Patanjali Yoga Sutras

“The ignorant think the self can be known by the intellect, but the illumined know it is beyond the duality of the knower and the known. The self is realised in a higher state of consciousness. When you have broken through the wrong identification that you are (the body), subject to birth and death. To be self is to go beyond death.”

The Upanishads

“There are some who would like to draw a sharp line separating different schools of eastern thought, yet there are arguably convergences where the language and the form of expression is different but the meaning is the same, pointing at the same aspect of reality.”

Reflections on the self - Jim Tarran

“A symbol is not the same thing as a sign; it is not simply something that stands for something else. The various signs that we see on the road, for instance, have their specific meanings; no right turn, no parking, or construction work ahead. But a symbol suggests or infers an aspect of life which is inexhaustible in interpretation and ultimately eludes all the intellects efforts to contain and fix it.”

Liz Greene

The Vedas contain mostly ritual and formalized acts of devotion, some of which degenerated into ethnic habit, so the Upanishads try to restate the spiritual essence of life. The Mundaka Upanishad says:-

“Such rituals are unsafe rafts for crossing the sea of samsara, of birth and death. Doomed to shipwreck are those who try to cross the sea of samsara in such poor rafts. Ignorant of their ignorance, yet wise in their own esteem, these deluded men proud of their vain learning go round and round like the blind being led by the blind.”

The renowned Zen teacher Hui Neng said, “The profundity of the teachings of the various Buddhas has nothing to do with written language.”

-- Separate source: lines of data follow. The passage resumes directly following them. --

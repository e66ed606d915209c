//! Hospital Admin Error Definitions
//!
//! This module defines all error types and error handling utilities for the client.
//! Errors are categorized into transport errors, response errors, download errors,
//! and client-side validation errors.

use reqwest::StatusCode;
use thiserror::Error;

/// Result type alias for client operations
pub type Result<T> = std::result::Result<T, ApiError>;

/// Base error type for all client errors
#[derive(Error, Debug)]
pub enum ApiError {
    /// Client has been closed
    #[error("Client is closed")]
    ClientClosed,

    /// The request never completed (connect failure, timeout, broken body)
    #[error("Network error: {0}")]
    Network(#[from] reqwest::Error),

    /// A report download answered with a non-success status
    #[error("HTTP error {status}: {status_text}")]
    Http {
        /// Numeric status code
        status: u16,
        /// Canonical reason phrase, empty when unknown
        status_text: String,
    },

    /// An entity request answered with a non-success status
    #[error("Request failed with status {status}")]
    RequestFailed {
        /// Numeric status code
        status: u16,
    },

    /// The response carries no body that can be read incrementally
    #[error("Streaming not supported: {0}")]
    UnsupportedStream(String),

    /// Response body is not the JSON shape we expected
    #[error("Malformed JSON response: {0}")]
    Parse(#[from] serde_json::Error),

    /// Base URL or composed endpoint could not be parsed
    #[error("Invalid URL: {0}")]
    InvalidUrl(#[from] url::ParseError),

    /// Invalid argument was provided
    #[error("Invalid argument: {0}")]
    InvalidArgument(String),

    /// A form field failed validation
    #[error("Invalid value for {field}: {message}")]
    Validation {
        /// Wire name of the offending field
        field: &'static str,
        /// Human readable reason
        message: String,
    },

    /// The server acknowledged a delete with `success: false`
    #[error("Server refused to delete record {0}")]
    DeleteRejected(String),

    /// A report is already being generated by this workflow
    #[error("A report download is already in progress")]
    DownloadInProgress,

    /// The download was cancelled because its view was closed
    #[error("Download cancelled")]
    Cancelled,

    /// Every generated file number collided with an existing record
    #[error("Could not allocate a unique file number after {0} attempts")]
    FileNumberExhausted(u32),

    /// I/O error
    #[error("I/O error: {0}")]
    Io(#[from] std::io::Error),
}

impl ApiError {
    /// Returns the HTTP status carried by the error, if any
    pub fn status(&self) -> Option<u16> {
        match self {
            ApiError::Http { status, .. } | ApiError::RequestFailed { status } => Some(*status),
            ApiError::Network(e) => e.status().map(|s| s.as_u16()),
            _ => None,
        }
    }

    /// Returns true for errors that mean the workflow was torn down
    pub fn is_cancelled(&self) -> bool {
        matches!(self, ApiError::Cancelled)
    }
}

/// Maps an HTTP status of an entity route to an error
///
/// Success statuses (2xx) map to `None`. Every other status is reported as
/// `RequestFailed` carrying the numeric code.
pub fn map_status_to_error(status: StatusCode) -> Option<ApiError> {
    if status.is_success() {
        None
    } else {
        Some(ApiError::RequestFailed {
            status: status.as_u16(),
        })
    }
}

/// Maps an HTTP status of a report route to an error
///
/// Report downloads keep the reason phrase so it can be shown to the user.
pub fn map_download_status_to_error(status: StatusCode) -> Option<ApiError> {
    if status.is_success() {
        None
    } else {
        Some(ApiError::Http {
            status: status.as_u16(),
            status_text: status.canonical_reason().unwrap_or_default().to_string(),
        })
    }
}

And Sangharakshitta, a contemporary teacher of Buddhism, makes a point about some degeneration in parts of the Hinayana Buddhist movement that can be easily extrapolated to a more general principle, when he says:-

“The literal-mindedness of the Hinayana consists of its habit of regarding intellectual formulations of the doctrine as valid in the ultimate sense, as being not merely conceptual symbols of reality and thus the theoretical support for it’s practical realisation, but as constituting a fully adequate description of reality.”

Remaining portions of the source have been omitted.